[Stored items]

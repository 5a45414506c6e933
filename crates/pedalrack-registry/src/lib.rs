//! Effect catalog and parameter schemas for pedalrack.
//!
//! This crate provides the immutable registry every effect request is checked
//! against. Each entry maps an effect identifier to an [`EffectDefinition`]: display
//! metadata, the engine plugin type, and a [`ParamSpec`] per parameter.
//!
//! # Features
//!
//! - **Effect Discovery**: List all effects with resolved parameter metadata
//! - **Case-insensitive Lookup**: Identifiers and aliases resolve to one canonical entry
//! - **Tag System**: Effects organized by tag (dynamics, filter, spatial, ...)
//! - **Construction Invariants**: Duplicate aliases or option-less enums fail the build
//!
//! # Example
//!
//! ```rust
//! use pedalrack_registry::{AssetRoots, EffectRegistry, EffectTag};
//!
//! let registry = EffectRegistry::builtin(&AssetRoots::default()).unwrap();
//!
//! // Aliases and case differences resolve to the canonical entry
//! let gate = registry.lookup("Gate").unwrap();
//! assert_eq!(gate.id, "noisegate");
//!
//! // Filter by tag
//! for effect in registry.effects_with_tag(EffectTag::Filter) {
//!     println!("Filter: {}", effect.name);
//! }
//!
//! // Catalog listing for UIs
//! let catalog = registry.list_all();
//! assert_eq!(catalog[0].id, "reverb");
//! ```
//!
//! The registry is built once at startup and never written to again; share it
//! behind an `Arc` for concurrent readers.

mod catalog;
mod definition;
mod error;
mod param;

pub use catalog::{AssetRoots, LADDER_MODES, RESAMPLE_QUALITIES, builtin_effects};
pub use definition::{EffectDefinition, EffectSummary, EffectTag, ParamSummary};
pub use error::RegistryError;
pub use param::{OptionSource, ParamSpec, ParamType, Transform};

use std::collections::{HashMap, HashSet};

/// Registry of all available effects.
///
/// Entries keep registration order. Lookups go through two indexes keyed by the
/// lowercase identifier and the lowercase alias.
#[derive(Debug)]
pub struct EffectRegistry {
    entries: Vec<EffectDefinition>,
    ids: HashMap<String, usize>,
    aliases: HashMap<String, usize>,
}

impl EffectRegistry {
    /// Build a registry with all built-in effects registered.
    ///
    /// File-valued parameters are sandboxed to the directories in `roots`.
    pub fn builtin(roots: &AssetRoots) -> Result<Self, RegistryError> {
        builtin_effects(roots)
            .into_iter()
            .fold(RegistryBuilder::new(), RegistryBuilder::register)
            .build()
    }

    /// Start an empty registry builder.
    pub fn builder() -> RegistryBuilder {
        RegistryBuilder::new()
    }

    /// Resolve an identifier or alias to the canonical identifier.
    pub fn canonical_id(&self, id: &str) -> Option<&str> {
        self.index_of(id).map(|idx| self.entries[idx].id.as_str())
    }

    /// Look up a definition by identifier or alias (case-insensitive).
    pub fn get(&self, id: &str) -> Option<&EffectDefinition> {
        self.index_of(id).map(|idx| &self.entries[idx])
    }

    /// Look up a definition, failing with [`RegistryError::NotFound`] naming `id`.
    pub fn lookup(&self, id: &str) -> Result<&EffectDefinition, RegistryError> {
        self.get(id)
            .ok_or_else(|| RegistryError::NotFound(id.to_string()))
    }

    /// Returns all definitions in registration order.
    pub fn all_effects(&self) -> &[EffectDefinition] {
        &self.entries
    }

    /// Returns definitions carrying a tag.
    pub fn effects_with_tag(&self, tag: EffectTag) -> Vec<&EffectDefinition> {
        self.entries.iter().filter(|e| e.has_tag(tag)).collect()
    }

    /// Catalog summaries in registration order.
    ///
    /// Options sourced from a directory are listed during this call, so two calls
    /// can advertise different options for the same parameter.
    pub fn list_all(&self) -> Vec<EffectSummary> {
        self.entries.iter().map(EffectDefinition::summary).collect()
    }

    /// Returns the number of registered effects.
    pub fn len(&self) -> usize {
        self.entries.len()
    }

    /// Returns true if no effects are registered.
    pub fn is_empty(&self) -> bool {
        self.entries.is_empty()
    }

    fn index_of(&self, id: &str) -> Option<usize> {
        let key = id.to_lowercase();
        self.ids
            .get(&key)
            .or_else(|| self.aliases.get(&key))
            .copied()
    }
}

/// Collects definitions and checks registry invariants on [`build`](Self::build).
#[derive(Debug, Default)]
pub struct RegistryBuilder {
    entries: Vec<EffectDefinition>,
}

impl RegistryBuilder {
    /// Create an empty builder.
    pub fn new() -> Self {
        Self::default()
    }

    /// Register an effect definition.
    pub fn register(mut self, definition: EffectDefinition) -> Self {
        self.entries.push(definition);
        self
    }

    /// Check invariants and build the registry.
    ///
    /// # Errors
    ///
    /// - [`RegistryError::DuplicateId`] if two effects share an identifier
    /// - [`RegistryError::DuplicateAlias`] if an alias is claimed twice or shadows an identifier
    /// - [`RegistryError::EmptyEnumOptions`] if an `enum` parameter has no options
    /// - [`RegistryError::RangeOnNonNumeric`] if `min`/`max` is set on a non-numeric parameter
    /// - [`RegistryError::DuplicateParam`] if a parameter or engine argument name repeats
    pub fn build(self) -> Result<EffectRegistry, RegistryError> {
        let mut ids = HashMap::with_capacity(self.entries.len());
        for (idx, entry) in self.entries.iter().enumerate() {
            check_params(entry)?;
            if ids.insert(entry.id.to_lowercase(), idx).is_some() {
                return Err(RegistryError::DuplicateId(entry.id.clone()));
            }
        }

        let mut aliases: HashMap<String, usize> = HashMap::new();
        for (idx, entry) in self.entries.iter().enumerate() {
            for alias in &entry.aliases {
                let key = alias.to_lowercase();
                let claimed = aliases.get(&key).or_else(|| ids.get(&key)).copied();
                if let Some(first) = claimed {
                    return Err(RegistryError::DuplicateAlias {
                        alias: alias.clone(),
                        first: self.entries[first].id.clone(),
                        second: entry.id.clone(),
                    });
                }
                aliases.insert(key, idx);
            }
        }

        tracing::debug!(
            effects = self.entries.len(),
            aliases = aliases.len(),
            "effect registry built"
        );

        Ok(EffectRegistry {
            entries: self.entries,
            ids,
            aliases,
        })
    }
}

fn check_params(entry: &EffectDefinition) -> Result<(), RegistryError> {
    let mut names = HashSet::with_capacity(entry.params.len());
    let mut args = HashSet::with_capacity(entry.params.len());
    for (name, spec) in &entry.params {
        if !names.insert(name.as_str()) {
            return Err(RegistryError::DuplicateParam {
                effect: entry.id.clone(),
                param: name.clone(),
            });
        }
        let arg = spec.engine_arg(name);
        if !args.insert(arg) {
            return Err(RegistryError::DuplicateParam {
                effect: entry.id.clone(),
                param: arg.to_string(),
            });
        }

        if (spec.min.is_some() || spec.max.is_some()) && !spec.kind.is_numeric() {
            return Err(RegistryError::RangeOnNonNumeric {
                effect: entry.id.clone(),
                param: name.clone(),
            });
        }

        let empty_enum = spec.kind == ParamType::Enum
            && match &spec.options {
                OptionSource::None => true,
                OptionSource::Fixed(options) => options.is_empty(),
                OptionSource::Directory(_) => false,
            };
        if empty_enum {
            return Err(RegistryError::EmptyEnumOptions {
                effect: entry.id.clone(),
                param: name.clone(),
            });
        }
    }
    Ok(())
}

(TASK ITEM): Quote all of the entries exactly as they appear.

(SOLUTION TO THE EXERCISE):
repository 5a45414506c6e933
filename crates/pedalrack-registry/src/lib.rs
//! Effect catalog and parameter schemas for pedalrack.
//!
//! This crate provides the immutable registry every effect request is checked
//! against. Each entry maps an effect identifier to an [`EffectDefinition`]: display
//! metadata, the engine plugin type, and a [`ParamSpec`] per parameter.
//!
//! # Features
//!
//! - **Effect Discovery**: List all effects with resolved parameter metadata
//! - **Case-insensitive Lookup**: Identifiers and aliases resolve to one canonical entry
//! - **Tag System**: Effects organized by tag (dynamics, filter, spatial, ...)
//! - **Construction Invariants**: Duplicate aliases or option-less enums fail the build
//!
//! # Example
//!
//! ```rust
//! use pedalrack_registry::{AssetRoots, EffectRegistry, EffectTag};
//!
//! let registry = EffectRegistry::builtin(&AssetRoots::default()).unwrap();
//!
//! // Aliases and case differences resolve to the canonical entry
//! let gate = registry.lookup("Gate").unwrap();
//! assert_eq!(gate.id, "noisegate");
//!
//! // Filter by tag
//! for effect in registry.effects_with_tag(EffectTag::Filter) {
//!     println!("Filter: {}", effect.name);
//! }
//!
//! // Catalog listing for UIs
//! let catalog = registry.list_all();
//! assert_eq!(catalog[0].id, "reverb");
//! ```
//!
//! The registry is built once at startup and never written to again; share it
//! behind an `Arc` for concurrent readers.

mod catalog;
mod definition;
mod error;
mod param;

pub use catalog::{AssetRoots, LADDER_MODES, RESAMPLE_QUALITIES, builtin_effects};
pub use definition::{EffectDefinition, EffectSummary, EffectTag, ParamSummary};
pub use error::RegistryError;
pub use param::{OptionSource, ParamSpec, ParamType, Transform};

use std::collections::{HashMap, HashSet};

/// Registry of all available effects.
///
/// Entries keep registration order. Lookups go through two indexes keyed by the
/// lowercase identifier and the lowercase alias.
#[derive(Debug)]
pub struct EffectRegistry {
    entries: Vec<EffectDefinition>,
    ids: HashMap<String, usize>,
    aliases: HashMap<String, usize>,
}

impl EffectRegistry {
    /// Build a registry with all built-in effects registered.
    ///
    /// File-valued parameters are sandboxed to the directories in `roots`.
    pub fn builtin(roots: &AssetRoots) -> Result<Self, RegistryError> {
        builtin_effects(roots)
            .into_iter()
            .fold(RegistryBuilder::new(), RegistryBuilder::register)
            .build()
    }

    /// Start an empty registry builder.
    pub fn builder() -> RegistryBuilder {
        RegistryBuilder::new()
    }

    /// Resolve an identifier or alias to the canonical identifier.
    pub fn canonical_id(&self, id: &str) -> Option<&str> {
        self.index_of(id).map(|idx| self.entries[idx].id.as_str())
    }

    /// Look up a definition by identifier or alias (case-insensitive).
    pub fn get(&self, id: &str) -> Option<&EffectDefinition> {
        self.index_of(id).map(|idx| &self.entries[idx])
    }

    /// Look up a definition, failing with [`RegistryError::NotFound`] naming `id`.
    pub fn lookup(&self, id: &str) -> Result<&EffectDefinition, RegistryError> {
        self.get(id)
            .ok_or_else(|| RegistryError::NotFound(id.to_string()))
    }

    /// Returns all definitions in registration order.
    pub fn all_effects(&self) -> &[EffectDefinition] {
        &self.entries
    }

    /// Returns definitions carrying a tag.
    pub fn effects_with_tag(&self, tag: EffectTag) -> Vec<&EffectDefinition> {
        self.entries.iter().filter(|e| e.has_tag(tag)).collect()
    }

    /// Catalog summaries in registration order.
    ///
    /// Options sourced from a directory are listed during this call, so two calls
    /// can advertise different options for the same parameter.
    pub fn list_all(&self) -> Vec<EffectSummary> {
        self.entries.iter().map(EffectDefinition::summary).collect()
    }

    /// Returns the number of registered effects.
    pub fn len(&self) -> usize {
        self.entries.len()
    }

    /// Returns true if no effects are registered.
    pub fn is_empty(&self) -> bool {
        self.entries.is_empty()
    }

    fn index_of(&self, id: &str) -> Option<usize> {
        let key = id.to_lowercase();
        self.ids
            .get(&key)
            .or_else(|| self.aliases.get(&key))
            .copied()
    }
}

/// Collects definitions and checks registry invariants on [`build`](Self::build).
#[derive(Debug, Default)]
pub struct RegistryBuilder {
    entries: Vec<EffectDefinition>,
}

impl RegistryBuilder {
    /// Create an empty builder.
    pub fn new() -> Self {
        Self::default()
    }

    /// Register an effect definition.
    pub fn register(mut self, definition: EffectDefinition) -> Self {
        self.entries.push(definition);
        self
    }

    /// Check invariants and build the registry.
    ///
    /// # Errors
    ///
    /// - [`RegistryError::DuplicateId`] if two effects share an identifier
    /// - [`RegistryError::DuplicateAlias`] if an alias is claimed twice or shadows an identifier
    /// - [`RegistryError::EmptyEnumOptions`] if an `enum` parameter has no options
    /// - [`RegistryError::RangeOnNonNumeric`] if `min`/`max` is set on a non-numeric parameter
    /// - [`RegistryError::DuplicateParam`] if a parameter or engine argument name repeats
    pub fn build(self) -> Result<EffectRegistry, RegistryError> {
        let mut ids = HashMap::with_capacity(self.entries.len());
        for (idx, entry) in self.entries.iter().enumerate() {
            check_params(entry)?;
            if ids.insert(entry.id.to_lowercase(), idx).is_some() {
                return Err(RegistryError::DuplicateId(entry.id.clone()));
            }
        }

        let mut aliases: HashMap<String, usize> = HashMap::new();
        for (idx, entry) in self.entries.iter().enumerate() {
            for alias in &entry.aliases {
                let key = alias.to_lowercase();
                let claimed = aliases.get(&key).or_else(|| ids.get(&key)).copied();
                if let Some(first) = claimed {
                    return Err(RegistryError::DuplicateAlias {
                        alias: alias.clone(),
                        first: self.entries[first].id.clone(),
                        second: entry.id.clone(),
                    });
                }
                aliases.insert(key, idx);
            }
        }

        tracing::debug!(
            effects = self.entries.len(),
            aliases = aliases.len(),
            "effect registry built"
        );

        Ok(EffectRegistry {
            entries: self.entries,
            ids,
            aliases,
        })
    }
}

fn check_params(entry: &EffectDefinition) -> Result<(), RegistryError> {
    let mut names = HashSet::with_capacity(entry.params.len());
    let mut args = HashSet::with_capacity(entry.params.len());
    for (name, spec) in &entry.params {
        if !names.insert(name.as_str()) {
            return Err(RegistryError::DuplicateParam {
                effect: entry.id.clone(),
                param: name.clone(),
            });
        }
        let arg = spec.engine_arg(name);
        if !args.insert(arg) {
            return Err(RegistryError::DuplicateParam {
                effect: entry.id.clone(),
                param: arg.to_string(),
            });
        }

        if (spec.min.is_some() || spec.max.is_some()) && !spec.kind.is_numeric() {
            return Err(RegistryError::RangeOnNonNumeric {
                effect: entry.id.clone(),
                param: name.clone(),
            });
        }

        let empty_enum = spec.kind == ParamType::Enum
            && match &spec.options {
                OptionSource::None => true,
                OptionSource::Fixed(options) => options.is_empty(),
                OptionSource::Directory(_) => false,
            };
        if empty_enum {
            return Err(RegistryError::EmptyEnumOptions {
                effect: entry.id.clone(),
                param: name.clone(),
            });
        }
    }
    Ok(())
}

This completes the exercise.